La fixation de l'azote par les plantes : le Graal ?

17 Août 2016 , Rédigé par Seppi Publié dans #Agronomie

La fixation de l'azote par les plantes : le Graal ?

 

 

 

La fixation de l'azote ? Plusieurs mécanismes existent dans la nature et, partant, plusieurs pistes sont explorées pour la transmettre aux plantes qui en sont dépourvues. Mais elle a un coût énergétique, synonyme de rendements en moins.

 

L'ambition sera-t-elle à la hauteur des espoirs ? Pour le savoir, il faut réaliser l'exploit scientifique et technologique.

 

Corollaire : il n'est pas sûr que l'azote de synthèse soit condamné à terme.

 

 

 

Un de nos billets précédents, « Les OGM et la frontière de la durabilité : aider les cultures à acquérir leur propre azote », traduit de M. David Warmflash, nous a permis d'entrevoir les travaux du John Inness Institute britannique sur le transfert de la capacité de fixer l'azote à des plantes comme les céréales.

 

L'article de M. Warmflash vaut surtout par la description des deux filières principales, la directe (le blé, par exemple, réaliserait lui-même la fixation de l'azote) et l'indirecte (comme les légumineuses, le blé établirait une symbiose avec des bactéries), ainsi que par l'optimisme et l'esprit d'entreprise qui semble animer le John Inness Centre.

 

On y a lu qu'il est « prévu que cela pourra aboutir dans quelques années à la fixation de l'azote dans le blé, ainsi que le maïs et le colza ». En fait, « quelques » désigne un horizon assez lointain. Le JIC a annoncé une avancée fin mai 2016 avec « Nuclear-localized cyclic nucleotide–gated channels mediate symbiotic calcium oscillations » ; il suffit de lire le résumé pour se rendre compte du chemin qui reste à parcourir. Quoi qu'il en soit, c'est surtout quand la route est longue qu'il faut partir tôt.

 

Dans nos pérégrinations cybernétiques, nous avons aussi rencontré l'Université de Nottingham et son Centre for Crop Nitrogen Fixation. Celui-ci fait partie d'un réseau international de recherche sur la colonisation intracellulaire des plantes par Gluconacetobacter diazotrophicus (anciennement Acetobacter), un endophyte, notamment, de la canne à sucre. Un bon point de départ pour une aventure intellectuelle est cette page de Organic Soil Technology.

 

Wikipedia nous rappelle aussi que la fixation d'azote existe également dans d'autres familles de plantes.

 

 

Mais que fait l'INRA ?

 

L'article précité de Myriam Charpentier et al. comporte deux auteurs français aux affiliations à rallonge (INRA, CNRS, Université) , travaillant au Laboratoire de Biochimie et Physiologie Moléculaire des Plantes du Campus SupAgro de Montpellier.

 

Cela pose la question : que fait l'Institut National de la Recherche Agronomique (INRA) ? En tout cas, en l'occurrence, la réponse est : pas de communication au public.

 

L'Internet est certes devenu exubérant, rendant les recherches compliquées, et il y a des organismes qui se sont ingéniés pour rendre leur site labyrinthique.

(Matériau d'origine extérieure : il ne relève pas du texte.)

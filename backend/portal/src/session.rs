//! Wallet session: the explicit context holding the connected account and
//! its resolved roles.
//!
//! Every account switch bumps an epoch. Work started for one epoch carries a
//! [`SessionTicket`]; when the result comes back after the account changed,
//! the ticket no longer matches and the result is dropped. Until roles for the
//! current account are known, [`WalletSession::viewer`] reports no privileged
//! access.

use std::sync::RwLock;

use alloy_primitives::Address;
use serde::Serialize;
use tracing::{debug, info};

use crate::roles::{RoleCheck, RoleResolver};
use crate::types::{Roles, Viewer};

#[derive(Debug, Clone, PartialEq, Eq, Serialize)]
#[serde(tag = "state", rename_all = "snake_case")]
pub enum RoleState {
    Resolving,
    Resolved { roles: Roles },
    Failed { message: String },
}

/// Identity of the context a piece of async work was started for.
#[derive(Debug, Clone, Copy, PartialEq, Eq)]
pub struct SessionTicket {
    epoch: u64,
    account: Option<Address>,
}

impl SessionTicket {
    pub fn account(&self) -> Option<Address> {
        self.account
    }
}

#[derive(Debug, Clone, Serialize)]
pub struct SessionSnapshot {
    pub account: Option<Address>,
    pub epoch: u64,
    pub roles: RoleState,
    pub viewer: Viewer,
}

struct SessionState {
    account: Option<Address>,
    epoch: u64,
    roles: RoleState,
}

pub struct WalletSession {
    inner: RwLock<SessionState>,
}

impl Default for WalletSession {
    fn default() -> Self {
        Self::new()
    }
}

impl WalletSession {
    /// A disconnected session.
    pub fn new() -> Self {
        Self {
            inner: RwLock::new(SessionState {
                account: None,
                epoch: 0,
                roles: RoleState::Resolved {
                    roles: Roles::default(),
                },
            }),
        }
    }

    /// Point the session at `account`. Switching to a different account
    /// invalidates outstanding tickets and resets roles to `Resolving`.
    pub fn switch_account(&self, account: Option<Address>) -> SessionTicket {
        let mut s = self.inner.write().unwrap_or_else(|e| e.into_inner());
        if s.account != account {
            info!("Wallet account changed: {:?} -> {:?}", s.account, account);
            s.account = account;
            s.epoch += 1;
            s.roles = RoleState::Resolving;
        }
        SessionTicket {
            epoch: s.epoch,
            account: s.account,
        }
    }

    pub fn ticket(&self) -> SessionTicket {
        let s = self.inner.read().unwrap_or_else(|e| e.into_inner());
        SessionTicket {
            epoch: s.epoch,
            account: s.account,
        }
    }

    pub fn is_current(&self, ticket: SessionTicket) -> bool {
        self.ticket() == ticket
    }

    /// Store a role check if it still belongs to the current context.
    /// Returns `false` when the result was stale and dropped.
    pub fn apply(&self, ticket: SessionTicket, check: &RoleCheck) -> bool {
        let mut s = self.inner.write().unwrap_or_else(|e| e.into_inner());
        if s.epoch != ticket.epoch || s.account != ticket.account || check.address != s.account {
            debug!(
                ticket_epoch = ticket.epoch,
                current_epoch = s.epoch,
                "Discarding stale role check"
            );
            return false;
        }
        s.roles = match &check.failure {
            Some(message) => RoleState::Failed {
                message: message.clone(),
            },
            None => RoleState::Resolved { roles: check.roles },
        };
        true
    }

    /// The viewer for visibility decisions. Roles count only when resolved
    /// for the current account.
    pub fn viewer(&self) -> Viewer {
        let s = self.inner.read().unwrap_or_else(|e| e.into_inner());
        match (&s.roles, s.account) {
            (RoleState::Resolved { roles }, Some(addr)) => Viewer::new(addr, *roles),
            _ => Viewer::unprivileged(s.account),
        }
    }

    pub fn snapshot(&self) -> SessionSnapshot {
        let viewer = self.viewer();
        let s = self.inner.read().unwrap_or_else(|e| e.into_inner());
        SessionSnapshot {
            account: s.account,
            epoch: s.epoch,
            roles: s.roles.clone(),
            viewer,
        }
    }

    /// Re-resolve roles for the current account and apply them if the
    /// account did not change meanwhile.
    pub async fn refresh(&self, resolver: &RoleResolver) -> RoleCheck {
        let ticket = self.ticket();
        let check = resolver.resolve(ticket.account).await;
        self.apply(ticket, &check);
        check
    }
}
//! Read side: paper listings, detail and version lookup, filtered through the
//! visibility policy.
//!
//! Every call reads the contract afresh; results are snapshots the caller
//! drops on the next reload.

use std::sync::Arc;

use serde::Serialize;
use tracing::{debug, warn};

use crate::errors::{PortalError, Result};
use crate::policy::PaperAccess;
use crate::registry::PaperRegistry;
use crate::types::{Paper, PaperStatus, Version, Viewer};

/// A paper together with what the viewer may do with it.
#[derive(Debug, Clone, Serialize)]
pub struct PaperView {
    #[serde(flatten)]
    pub paper: Paper,
    pub access: PaperAccess,
}

impl PaperView {
    pub fn new(paper: Paper, viewer: &Viewer) -> Self {
        let access = PaperAccess::evaluate(&paper, viewer);
        Self { paper, access }
    }
}

#[derive(Debug, Clone, Serialize)]
pub struct Listing {
    pub papers: Vec<PaperView>,
    /// Ids whose contract read failed and were left out.
    pub skipped: Vec<u64>,
}

/// Review-queue entry: a pending paper with its original submission.
#[derive(Debug, Clone, Serialize)]
pub struct PendingPaper {
    #[serde(flatten)]
    pub view: PaperView,
    pub ipfs_hash: String,
    pub submitted_at: u64,
}

#[derive(Clone)]
pub struct Aggregator {
    registry: Arc<dyn PaperRegistry>,
}

impl Aggregator {
    pub fn new(registry: Arc<dyn PaperRegistry>) -> Self {
        Self { registry }
    }

    /// All papers visible to `viewer`, ascending by id.
    pub async fn list_papers(&self, viewer: &Viewer) -> Result<Listing> {
        let count = self.registry.paper_count().await?;
        let mut papers = Vec::new();
        let mut skipped = Vec::new();

        for id in 1..=count {
            match self.registry.paper_info(id).await {
                Ok(paper) => {
                    let view = PaperView::new(paper, viewer);
                    if view.access.visible {
                        papers.push(view);
                    }
                }
                Err(e) => {
                    warn!("Skipping paper {id}: {e}");
                    skipped.push(id);
                }
            }
        }

        debug!(
            "Listed {} of {count} papers ({} skipped)",
            papers.len(),
            skipped.len()
        );
        Ok(Listing { papers, skipped })
    }

    /// Metadata of `paper_id`, whether or not any viewer may see it.
    pub async fn fetch_paper(&self, paper_id: u64) -> Result<Paper> {
        let count = self.registry.paper_count().await?;
        if paper_id == 0 || paper_id > count {
            return Err(PortalError::NotFound(format!("paper {paper_id}")));
        }
        self.registry.paper_info(paper_id).await
    }

    /// Paper detail for `viewer`; hidden papers are refused.
    pub async fn paper(&self, paper_id: u64, viewer: &Viewer) -> Result<PaperView> {
        let view = PaperView::new(self.fetch_paper(paper_id).await?, viewer);
        if !view.access.visible {
            return Err(PortalError::PermissionDenied(format!(
                "paper {paper_id} is {} and only visible to its owner, auditors and the contract owner",
                view.paper.status
            )));
        }
        Ok(view)
    }

    pub async fn get_version(&self, paper_id: u64, index: u64) -> Result<Version> {
        let paper = self.fetch_paper(paper_id).await?;
        check_version_index(&paper, index)?;
        self.registry.version(paper_id, index).await
    }

    pub async fn visible_version(&self, paper_id: u64, index: u64, viewer: &Viewer) -> Result<Version> {
        self.paper(paper_id, viewer).await?;
        self.get_version(paper_id, index).await
    }

    /// Pending papers awaiting review; auditors and the contract owner only.
    pub async fn pending_queue(&self, viewer: &Viewer) -> Result<Vec<PendingPaper>> {
        if !viewer.roles.is_privileged() {
            return Err(PortalError::PermissionDenied(
                "only auditors and the contract owner can review papers".to_string(),
            ));
        }

        let count = self.registry.paper_count().await?;
        let mut queue = Vec::new();
        for id in 1..=count {
            match self.pending_entry(id, viewer).await {
                Ok(Some(entry)) => queue.push(entry),
                Ok(None) => {}
                Err(e) => warn!("Skipping paper {id} in review queue: {e}"),
            }
        }
        Ok(queue)
    }

    async fn pending_entry(&self, id: u64, viewer: &Viewer) -> Result<Option<PendingPaper>> {
        let paper = self.registry.paper_info(id).await?;
        if paper.status != PaperStatus::Pending {
            return Ok(None);
        }
        let (ipfs_hash, submitted_at) = if paper.version_count > 0 {
            let first = self.registry.version(id, 0).await?;
            (first.ipfs_hash, first.timestamp)
        } else {
            (String::new(), 0)
        };
        Ok(Some(PendingPaper {
            view: PaperView::new(paper, viewer),
            ipfs_hash,
            submitted_at,
        }))
    }
}

pub fn check_version_index(paper: &Paper, index: u64) -> Result<()> {
    if index >= paper.version_count {
        return Err(PortalError::NotFound(format!(
            "paper {} has no version {index} (available: {})",
            paper.id,
            version_range(paper.version_count)
        )));
    }
    Ok(())
}

fn version_range(count: u64) -> String {
    match count {
        0 => "none".to_string(),
        n => format!("0 to {}", n - 1),
    }
}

Force est de constater que des mots clés simples (INRA, fixation, azote, céréales) nous entraînent sur le site de l'INRA à la dérive. On commence par « SymbiFix : un réseau scientifique sur la fixation symbiotique de l’azote »... et on se perd ! L'INRA travaille-t-il sur le sujet du transfert de la capacité de fixer l'azote à des plantes qui en sont dépourvues ? No lo sé !

 

En tout cas, il nous semble qu'il y a un sérieux effort à faire pour réconcilier les Français avec la recherche, et aussi susciter une approche positive de l'avenir dans un Hexagone qui sombre dans l'hypocondrie. Nous aimerions un site qui se concentre moins sur ce que l'on cherche (et ce qui est « tendance ») et comment on s'est organisé pour chercher – et plus sur ce que l'on trouve.

 

Figure: Nodules sur des racines de [i]Medicago truncatula.
© John Innes Centre[/i]

 

 Notre exploration nous a tout de même mené à un site dont l'URL commence par « inra »... mais il y a un « a » de plus... On l'a compris : il s'agit de l'institut algérien qui sous-titre : « la recherche agronomique au service du développement agricole et rural ».

 

 

Des plantes fixatrices d'azote pour quelle agriculture ?

 

Revenons à l'article de M. Warmflash. Il fait une distinction entre l'agriculture à petite échelle et l'agriculture à grande échelle.

 

Nous pensons pour notre part que cette distinction n'a pas lieu d'être, en principe : les bénéfices qui seraient retirés de la fixation d'azote dépendraient des conditions de culture qui ne sont pas nécessairement liées à la taille de l'exploitation.

 

Pour les producteurs qui utilisent de l'azote de synthèse, et pour la sécurité alimentaire mondiale, l'équation est un peu compliquée, comme on le verra plus loin.

 

 

Pour l'agriculture de subsistance... mais pas selon le monde alter et anti !

 

En revanche, on peut facilement imaginer que les grands bénéficiaires seraient les agriculteurs pauvres, de subsistance, qui ont des difficultés à se procurer des engrais de synthèse (et naturels...) et dont les rendements sont limités par les disponibilités en azote. De l'azote gratuit... enfin presque...

 

Mais ce n'est pas du tout – du tout – du goût du monde alter et anti. C'est qu'il y a une faute... une très grande faute dans le cas du John Inness Centre : la Fondation Bill et Melinda Gates lui a alloué 10 millions de dollars... cela suffit à rendre la fixation de l'azote satanique...

 

Il faut donc des arguments pour s'y opposer. Parmi ceux-ci : « Il n'y a pas de pénurie d'azote dans le monde, mais une gestion extrêmement déficiente de celui-ci » et : « L'utilisation de céréales fixatrices d'azote (si cela s'avère possible avec des rendements acceptables) augmenterait encore davantage l'utilisation de l'agriculture industrielle fondée sur les monocultures ».

 

GM Freeze fait aussi sonner la charge par Mme Mariam Mayet, directrice de l'African Centre for Biodiversity– et bien sûr fondatrice de sa petite entreprise incorporée sous forme de Nonprofit Organisation (organisation à but non lucratif, dont les revenus et biens ne peuvent pas être distribués à ses membres et dirigeants, sauf sous la forme d'une rémunération « raisonnable » pour les services rendus) :

 

« Les cultures GM fixant l'azote ne sont pas la réponse à l'amélioration de la fertilité des sols en Afrique. Les agriculteurs africains sont les dernières personnes à être consultées sur de tels projets. Il en résulte souvent que de mauvaises technologies sont mises au point, que de nombreux agriculteurs ne peuvent tout simplement pas se permettre.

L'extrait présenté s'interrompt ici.